Melanosit meliputi 7-10% sel epidermis, merupakan sel kecil

dengan cabang dendritik panjang tipis dan berakhir pada keratinosit di

stratum basal dan spinosum. Terletak di antara sel pada stratum basal,

folikel rambut dan sedikit dalam dermis. Dengan pewarnaan rutin sulit

dikenali. Dengan reagen DOPA (3,4-dihidroksi-fenilalanin), melanosit

akan terlihat hitam. Pembentukan melanin terjadi dalam melanosom, salah

satu organel sel melanosit yang mengandung asam amino tirosin dan

enzim tirosinase.
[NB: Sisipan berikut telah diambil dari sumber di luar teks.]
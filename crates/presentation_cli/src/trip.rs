//! Trip planning command handlers

use application::error::ApplicationError;
use application::ports::DeviceLocationPort;
use application::services::polyline;
use application::services::{PlaceSearchService, SuggestOutcome};
use domain::entities::RouteSet;
use domain::value_objects::{DragPanel, Place};

use crate::App;

/// Print the suggestion list for a search text
pub async fn search(
    search: &PlaceSearchService,
    query: &str,
) -> Result<(), ApplicationError> {
    match search.suggest(query).await? {
        SuggestOutcome::Suggestions(suggestions) => {
            println!("Places matching \"{query}\":");
            for suggestion in &suggestions {
                println!("  • {}  ({})", suggestion.description, suggestion.place_id);
            }
            Ok(())
        }
        // a one-shot command has no competing keystrokes
        outcome => Err(ApplicationError::Internal(format!(
            "unexpected suggestion outcome {outcome:?}"
        ))),
    }
}

/// Resolve the configured position to an address, as the locate-me flow
pub async fn locate(
    locator: &dyn DeviceLocationPort,
    search: &PlaceSearchService,
) -> Result<(), ApplicationError> {
    let position = locator.current_position().await?;
    let resolved = search.resolve_position(position).await?;
    let here = Place::my_location(position, resolved.address);
    println!("📍 {here}");
    println!("   search box now reads: {}", search.input());
    Ok(())
}

/// Plan routes between two search texts and optionally open one
pub async fn plan(
    app: &App,
    from: &str,
    to: &str,
    route: Option<usize>,
) -> Result<(), ApplicationError> {
    let origin = resolve_first(&app.origin_search, from).await?;
    println!("📍 Start: {origin}");
    let destination = resolve_first(&app.destination_search, to).await?;
    println!("🏁 Destination: {destination}");

    app.planner.set_origin(origin);
    app.planner.set_destination(destination);
    app.planner.fetch_routes().await?;

    let selection = app.planner.selection();
    let Some(routes) = selection.routes() else {
        return Err(ApplicationError::Internal(
            "fetch succeeded without a route list".to_string(),
        ));
    };

    let panel = DragPanel::from_viewport(app.viewport_height)
        .map_err(|e| ApplicationError::Internal(e.to_string()))?;
    println!(
        "\nSelect a Route ({} found, panel {:.0}px):",
        routes.len(),
        panel.height()
    );
    for (rank, candidate) in routes.routes().iter().enumerate() {
        println!(
            "  [{rank}] {}  (line {})",
            candidate.format_summary(),
            RouteSet::rank_color(rank)
        );
    }

    if let Some(index) = route {
        // rows outside the list are not selectable in the app; mirror the
        // guard here instead of letting the controller reject it
        if index >= routes.len() {
            return Err(ApplicationError::SelectionOutOfRange {
                index,
                len: routes.len(),
            });
        }
        app.planner.select_route(index)?;
        show_detail(app)?;
        app.planner.close();
    }

    Ok(())
}

/// Render the detail view for the currently selected route
fn show_detail(app: &App) -> Result<(), ApplicationError> {
    let Some(route) = app.planner.selected_route() else {
        return Err(ApplicationError::Internal(
            "detail view without a selected route".to_string(),
        ));
    };

    println!("\nRoute Details: {}", route.format_summary());
    for step in &route.steps {
        println!("  {}", step.format_detail().replace('\n', "\n  "));
        if let Some(boarding) = step.transit.as_ref().and_then(|t| t.boarding) {
            println!("    📌 board at {boarding}");
        }
    }
    if route.steps.is_empty() {
        println!("  (no step-by-step instructions for this route)");
    }

    // decoded only now, for the one route the user opened
    let points = polyline::decode(&route.polyline);
    if let (Some(first), Some(last)) = (points.first(), points.last()) {
        println!("🗺 Route line: {} points, {first} → {last}", points.len());
    } else {
        println!("🗺 No route line available");
    }

    Ok(())
}

/// Resolve a search text to its top suggestion's full place
async fn resolve_first(
    search: &PlaceSearchService,
    text: &str,
) -> Result<Place, ApplicationError> {
    match search.suggest(text).await? {
        SuggestOutcome::Suggestions(suggestions) => {
            let first = suggestions.first().ok_or(ApplicationError::NoResults)?;
            search.resolve(&first.place_id).await
        }
        outcome => Err(ApplicationError::Internal(format!(
            "unexpected suggestion outcome {outcome:?}"
        ))),
    }
}
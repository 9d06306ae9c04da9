//! Distance-based fare estimation
//!
//! Used when the directions provider returns no fare for a route: the
//! fare is then estimated from the leg's travel distance at a flat
//! per-kilometer rate.

use serde::{Deserialize, Serialize};

/// Default rate in pesos per kilometer
pub const DEFAULT_RATE_PER_KM: f64 = 10.0;

/// Estimate a fare from a travel distance
///
/// Pure: `rate_per_km * distance_meters / 1000`. A zero distance yields a
/// zero fare. A negative distance is a caller bug; it is clamped to zero
/// rather than producing a negative charge.
#[must_use]
pub fn estimate(distance_meters: f64, rate_per_km: f64) -> f64 {
    rate_per_km * (distance_meters.max(0.0) / 1000.0)
}

/// Flat per-kilometer fare schedule
#[derive(Debug, Clone, Copy, PartialEq, Serialize, Deserialize)]
pub struct FareSchedule {
    /// Rate charged per kilometer traveled
    #[serde(default = "default_rate_per_km")]
    pub rate_per_km: f64,
}

const fn default_rate_per_km() -> f64 {
    DEFAULT_RATE_PER_KM
}

impl Default for FareSchedule {
    fn default() -> Self {
        Self {
            rate_per_km: DEFAULT_RATE_PER_KM,
        }
    }
}

impl FareSchedule {
    /// Estimate a fare for the given distance under this schedule
    #[must_use]
    pub fn estimate(&self, distance_meters: f64) -> f64 {
        estimate(distance_meters, self.rate_per_km)
    }
}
Melalui serentetan reaksi, tirosin akan diubah menjadi

7
melanin yang berfungsi sebagai tirai penahan radiasi ultraviolet yang

berbahaya.

c. Sel Langerhans

Sel Langerhans merupakan sel dendritik yang bentuknya ireguler,

ditemukan terutama di antara keratinosit dalam stratum spinosum. Tidak

berwarna baik dengan HE. Sel ini berperan dalam respon imun kulit,

merupakan sel pembawa-antigen yang merangsang reaksi hipersensitivitas

tipe lambat pada kulit.

d. Sel Merkel

Jumlah sel jenis ini paling sedikit, berasal dari krista neuralis dan

ditemukan pada lapisan basal kulit tebal, folikel rambut, dan membran

mukosa mulut. Merupakan sel besar dengan cabang sitoplasma pendek.

Serat saraf tak bermielin menembus membran basal, melebar seperti

cakram dan berakhir pada bagian bawah sel Merkel. Kemungkinan badan

Merkel ini merupakan mekano-reseptor atau reseptor rasa sentuh.

2.1.2 Lapisan Dermis

Dermis terdiri atas stratum papilaris dan stratum retikularis, batas antara

kedua lapisan tidak tegas, serat antaranya saling menjalin.

a. Stratum papilaris

Lapisan ini tersusun lebih longgar, ditandai oleh adanya papila

dermis yang jumlahnya bervariasi antara 50 – 250/mm2. Jumlahnya

terbanyak dan lebih dalam pada daerah di mana tekanan paling besar,

seperti pada telapak kaki. Sebagian besar papila mengandung pembuluh-

pembuluh kapiler yang memberi nutrisi pada epitel di atasnya. Papila

8
lainnya mengandung badan akhir saraf sensoris yaitu badan Meissner.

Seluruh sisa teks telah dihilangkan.